Given this monopolistic entrenchment, it is not surprising that consumers are facing prices vastly inflated above competitive market levels. Local telephone rates are up as much as 20 percent in some states, and most local phone companies have been attempting to double their local rates, in one form or another. In-state long distance prices (a market still dominated by the Bell companies) have been rising at twice the rate of inflation, and interstate long distance charges have barely declined. Not only are cable TV prices rising four to five times faster than inflation, but consumers are also beginning to face billions of dollars in unnecessary "line items" that are tacked onto monthly local and long distance phone bills, ostensibly in response to the Telecom Act.
What can be done to salvage Congress' goal of cross-market, aggressive competition?
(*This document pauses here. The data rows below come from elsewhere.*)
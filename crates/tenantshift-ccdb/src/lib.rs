#![warn(missing_docs)]

//! tenantshift CCDB subsystem: direct, transactional mutation of the cloud
//! controller database for services whose brokers cannot be re-provisioned.
//!
//! Write path: ServiceInstance → serialize → encrypt (per-row salt) → INSERT (one transaction)
//! Delete path: share check → resolve ids → DELETE dependents → DELETE instance → COMMIT

pub mod cipher;
pub mod db;
pub mod error;
#[cfg(any(test, feature = "testing"))]
pub mod memory;
pub mod repository;
pub mod settings;

pub use cipher::{decrypt, encrypt, generate_salt, EncryptionKey};
pub use db::{Database, DbTransaction, MySqlDatabase, SqlRow, SqlValue};
pub use error::{Result, StoreError};
pub use repository::{BindingTarget, CcdbRepository, TargetPlan, TargetService, TargetSpace};
pub use settings::{CcdbSettings, TunnelSettings};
Consumers Union believes policy-makers must now recognize that aggressive regulatory intervention and antitrust enforcement are necessary to put a lid on monopolistic pricing and market-concentrating transactions. By disallowing rate hikes and market consolidation until competition develops enough to overcome monopolistic endeavors regulators would protect consumers while the market has an opportunity to sort out which aspects of telecommunications can really become competitive.
Without this aggressive intervention by Congress, regulators, and antitrust officials, the promises of growing consumer choice and lower prices in telecommunications and cable are unlikely to materialize. Consumers will ultimately hold policy-makers accountable if the Telecommunications Act results in mega-regional local/long distance telephone monopolies, and entrenched local cable monopolies that control the most popular TV channels. Even if new services become available and competition unfolds for high-end wireless and Internet offerings, skyrocketing cable and local phone charges could result in a massive consumer revolt against those who delivered the overheated promises of the 1996 statute.
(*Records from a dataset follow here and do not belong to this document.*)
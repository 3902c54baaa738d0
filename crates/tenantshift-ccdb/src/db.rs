//! SQL backend seam. The repository speaks to `Database`; production uses MySQL via sqlx.

use async_trait::async_trait;
use sqlx::mysql::{MySqlArguments, MySqlConnectOptions, MySqlPoolOptions, MySqlRow};
use sqlx::query::Query;
use sqlx::{MySql, MySqlPool, Row};

use crate::error::Result;

/// A positional statement parameter or a result column.
#[derive(Debug, Clone, PartialEq, Eq)]
pub enum SqlValue {
    /// SQL NULL
    Null,
    /// Integer column or parameter
    Int(i64),
    /// Text column or parameter
    Text(String),
    /// Boolean column or parameter
    Bool(bool),
}

impl SqlValue {
    /// Integer value, if this is an `Int`.
    pub fn as_i64(&self) -> Option<i64> {
        match self {
            SqlValue::Int(v) => Some(*v),
            _ => None,
        }
    }

    /// Text value, if this is a `Text`.
    pub fn as_str(&self) -> Option<&str> {
        match self {
            SqlValue::Text(s) => Some(s.as_str()),
            _ => None,
        }
    }
}

impl From<&str> for SqlValue {
    fn from(v: &str) -> Self {
        SqlValue::Text(v.to_string())
    }
}

impl From<String> for SqlValue {
    fn from(v: String) -> Self {
        SqlValue::Text(v)
    }
}

impl From<i64> for SqlValue {
    fn from(v: i64) -> Self {
        SqlValue::Int(v)
    }
}

impl From<bool> for SqlValue {
    fn from(v: bool) -> Self {
        SqlValue::Bool(v)
    }
}

impl From<Option<String>> for SqlValue {
    fn from(v: Option<String>) -> Self {
        v.map(SqlValue::Text).unwrap_or(SqlValue::Null)
    }
}

/// One result row, columns in select order.
pub type SqlRow = Vec<SqlValue>;

/// A database that can run parameterized statements and open transactions.
#[async_trait]
pub trait Database: Send + Sync {
    /// Runs a query outside any transaction.
    async fn query(&self, sql: &str, args: &[SqlValue]) -> Result<Vec<SqlRow>>;

    /// Runs a statement outside any transaction, returning rows affected.
    async fn execute(&self, sql: &str, args: &[SqlValue]) -> Result<u64>;

    /// Opens a transaction.
    async fn begin(&self) -> Result<Box<dyn DbTransaction>>;
}

/// An open transaction. Dropping it without commit rolls back.
#[async_trait]
pub trait DbTransaction: Send {
    /// Runs a query inside the transaction.
    async fn query(&mut self, sql: &str, args: &[SqlValue]) -> Result<Vec<SqlRow>>;

    /// Runs a statement inside the transaction, returning rows affected.
    async fn execute(&mut self, sql: &str, args: &[SqlValue]) -> Result<u64>;

    /// Commits the transaction.
    async fn commit(self: Box<Self>) -> Result<()>;

    /// Rolls the transaction back.
    async fn rollback(self: Box<Self>) -> Result<()>;
}

/// MySQL-backed [`Database`].
#[derive(Debug, Clone)]
pub struct MySqlDatabase {
    pool: MySqlPool,
}

impl MySqlDatabase {
    /// Connects a pool with the given options.
    pub async fn connect(options: MySqlConnectOptions, max_connections: u32) -> Result<Self> {
        let pool = MySqlPoolOptions::new()
            .max_connections(max_connections)
            .connect_with(options)
            .await?;
        Ok(Self { pool })
    }

    /// Wraps an existing pool.
    pub fn from_pool(pool: MySqlPool) -> Self {
        Self { pool }
    }
}

fn bind_all<'q>(sql: &'q str, args: &'q [SqlValue]) -> Query<'q, MySql, MySqlArguments> {
    let mut query = sqlx::query(sql);
    for arg in args {
        query = match arg {
            SqlValue::Null => query.bind(None::<String>),
            SqlValue::Int(v) => query.bind(*v),
            SqlValue::Text(s) => query.bind(s.as_str()),
            SqlValue::Bool(b) => query.bind(*b),
        };
    }
    query
}

fn decode_row(row: &MySqlRow) -> SqlRow {
    (0..row.len())
        .map(|i| {
            if let Ok(v) = row.try_get::<Option<i64>, _>(i) {
                return v.map(SqlValue::Int).unwrap_or(SqlValue::Null);
            }
            if let Ok(v) = row.try_get::<Option<String>, _>(i) {
                return v.map(SqlValue::Text).unwrap_or(SqlValue::Null);
            }
            if let Ok(v) = row.try_get::<Option<bool>, _>(i) {
                return v.map(SqlValue::Bool).unwrap_or(SqlValue::Null);
            }
            SqlValue::Null
        })
        .collect()
}

#[async_trait]
impl Database for MySqlDatabase {
    async fn query(&self, sql: &str, args: &[SqlValue]) -> Result<Vec<SqlRow>> {
        let rows = bind_all(sql, args).fetch_all(&self.pool).await?;
        Ok(rows.iter().map(decode_row).collect())
    }

    async fn execute(&self, sql: &str, args: &[SqlValue]) -> Result<u64> {
        let done = bind_all(sql, args).execute(&self.pool).await?;
        Ok(done.rows_affected())
    }

    async fn begin(&self) -> Result<Box<dyn DbTransaction>> {
        let tx = self.pool.begin().await?;
        Ok(Box::new(MySqlTransaction { tx }))
    }
}

struct MySqlTransaction {
    tx: sqlx::Transaction<'static, MySql>,
}

#[async_trait]
impl DbTransaction for MySqlTransaction {
    async fn query(&mut self, sql: &str, args: &[SqlValue]) -> Result<Vec<SqlRow>> {
        let rows = bind_all(sql, args).fetch_all(&mut *self.tx).await?;
        Ok(rows.iter().map(decode_row).collect())
    }

    async fn execute(&mut self, sql: &str, args: &[SqlValue]) -> Result<u64> {
        let done = bind_all(sql, args).execute(&mut *self.tx).await?;
        Ok(done.rows_affected())
    }

    async fn commit(self: Box<Self>) -> Result<()> {
        let MySqlTransaction { tx } = *self;
        tx.commit().await?;
        Ok(())
    }

    async fn rollback(self: Box<Self>) -> Result<()> {
        let MySqlTransaction { tx } = *self;
        tx.rollback().await?;
        Ok(())
    }
}

#[cfg(test)]
mod tests {
    use super::*;

    #[test]
    fn conversions() {
        assert_eq!(SqlValue::from("a"), SqlValue::Text("a".into()));
        assert_eq!(SqlValue::from(7i64).as_i64(), Some(7));
        assert_eq!(SqlValue::from(None::<String>), SqlValue::Null);
        assert_eq!(SqlValue::from(Some("x".to_string())).as_str(), Some("x"));
        assert_eq!(SqlValue::from(true).as_i64(), None);
    }
}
It's time to admit the obvious: This law, which was signed with elaborate fanfare and high expectations by all, has imploded. As Joel Klein, assistant attorney general for Antitrust, said recently, the cable industry is "one of the most durable and powerful monopolies in this country." These companies have "the least incentive to go after their current monopoly and seek to erode it." The 1996 law didn't come close to fixing this situation. In fact, it only made matters worse.
The inaction and regulatory blunders emanating from the FCC may undermine that agency's very purpose for existing. Recently, FCC Chairman William Kennard delivered a body blow to consumers by declining to take action to stop skyrocketing monopolistic cable rates. By waving a white flag and surrendering to the status quo and the astronomical cable bills that come with it, Chairman Kennard is ceding authority from his office that will be difficult to restore in the future. Why should Congress give his agency power to police the telecommunication industry if, when he has that responsibility, he is unwilling to exercise it? The FCC's failure to attack monopolistic practices makes a mockery of the agency and its mission.
The question before policy-makers today, with the afterglow of the 1996 act just about burnt out, is whether public officials will deliver on their promises to the American consumer. The time is ripe to take up the call from disillusioned consumers who still dream of the magic of the telecommunications marketplace and demand action on the elusive promise of lower prices and explosive competition.
Gene Kimmelman is the Co-Director of the Washington, D.C. office of Consumers Union, the publisher of Consumer Reports magazine.